À savoir que Tunisair, qui n’a pas publiée ses états financiers annuels depuis 2017, a accusé une perte du chiffre d’affaires de 900 millions de dinars (- 67% d’activités ), que sur les 9 mois de l’année en cours, à cause de la pandémie du Coronavirus. Les dettes financières enregistrées sont de 2,400 milliards dinars en 2017.

Le rapporteur de la Commission des Finances, Fayçal Derbel, a déclaré que « de nombreuses entreprises (40/104), risquent de cesser définitivement leurs activités en 2021, du fait de la situation catastrophique dans laquelle elles se trouvent ». Notamment la compagnie nationale Tunisair, et la Caisse nationale de retraite et de prévoyance sociale (CNRPS).

Sachant que ce pas seulement Tunisair, qui risque d’être privatisée en 2021, mais au moins la moitié des entreprises publiques. Tunis air compte 8.500 salariés ( 2017 ) c’est pléthorique. Le cours de son action à chuter de 2,600 dinars en 2010, à 0,580 dinars au présent, et que 5 avions sont opérationnels   !

Et pour causes, la majorité des établissements publics sont déficitaires, en excluant les banques publiques. Des capitaux propres négatifs pour la plupart et un endettement lourd. Les pertes et subventions pour les 31 établissements, dépassent les 9 milliards de dinars, soit 8,5% du PIB tunisien  !

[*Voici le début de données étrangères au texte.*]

use crate::engines::generation::circuit::Circuit;
use serde::{Deserialize, Serialize};

/// Read-only, serializable view of a circuit for display and reports.
#[derive(Debug, Clone, PartialEq, Serialize, Deserialize)]
pub struct CircuitSnapshot {
    pub generation: usize,
    pub fitness: f64,
    pub output: Option<usize>,
    pub total_complexity: usize,
    pub gates: Vec<GateSnapshot>,
}

#[derive(Debug, Clone, PartialEq, Serialize, Deserialize)]
pub struct GateSnapshot {
    pub index: usize,
    pub name: String,
    pub kind: String,
    pub function: String,
    pub memory_size: Option<usize>,
    pub inputs: Vec<usize>,
}

impl From<&Circuit> for CircuitSnapshot {
    fn from(circuit: &Circuit) -> Self {
        let gates = circuit
            .gates()
            .iter()
            .enumerate()
            .map(|(index, gate)| GateSnapshot {
                index,
                name: gate.name().to_string(),
                kind: gate.kind_tag().to_string(),
                function: gate.function_name().to_string(),
                memory_size: gate.memory_size(),
                inputs: gate.inputs().to_vec(),
            })
            .collect();

        Self {
            generation: circuit.generation(),
            fitness: circuit.fitness(),
            output: circuit.output_index(),
            total_complexity: circuit.total_complexity(),
            gates,
        }
    }
}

Les privatisations des entreprises publiques en « pre-faillite », pourraient participer pour certaines d’entre elles, à combler le déficit budgétaire 2021, d’au moins 10 milliards dinars .

À oublier donc ce énième business plan. J’anticipe mais voué comme ses précédents depuis une décennie, à l’échec. Cette fois présenté au Parlement, par le Ministre concerné, dont les grands axes seraient sur la base d’un retour en 2024, au niveau d’activité commerciale de 2019. Soit un nombre de 4,3 millions de voyageurs. Utopie, faut stopper et vite ce gouffre financier  ?

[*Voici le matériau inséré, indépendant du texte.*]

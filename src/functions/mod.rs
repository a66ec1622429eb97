pub mod primitives;
pub mod registry;
pub mod traits;

pub use registry::FunctionRegistry;
pub use traits::Primitive;
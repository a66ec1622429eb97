pub mod fitness;

pub use fitness::FitnessEvaluator;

Ce plan coûteux et incertain, est basé sur l’acquisition de 5 Airbus A320neo entre 2021 et 2023, et le retrait de 7 à 11 avions âgés de plus de 20 ans d’ici 2023. Avec mise en place d’un plan d’austérité touchant tous les centres de coût dans l’entreprise. Y compris la rationalisation des représentations à l’étranger, et surtout l’explotation de destinations rentables.

Bref je considère que la cession de Tunisair, mais pas que, doit se faire en 2021. Mais surtout pas aux turcs, ni quataris. Et pour les récalcitrants à l’abondon de cet ex- fleuron national, mal gré tout, je comprends pour Tunisair, qu’ils portent dans leurs coeurs. Mais se rappeler aussi que Swissair, Sabena et autres compagnies aériennes sont passées par là.

C’est malheureux de voir Tunisair partir du giron public, mais quand il faut il faut .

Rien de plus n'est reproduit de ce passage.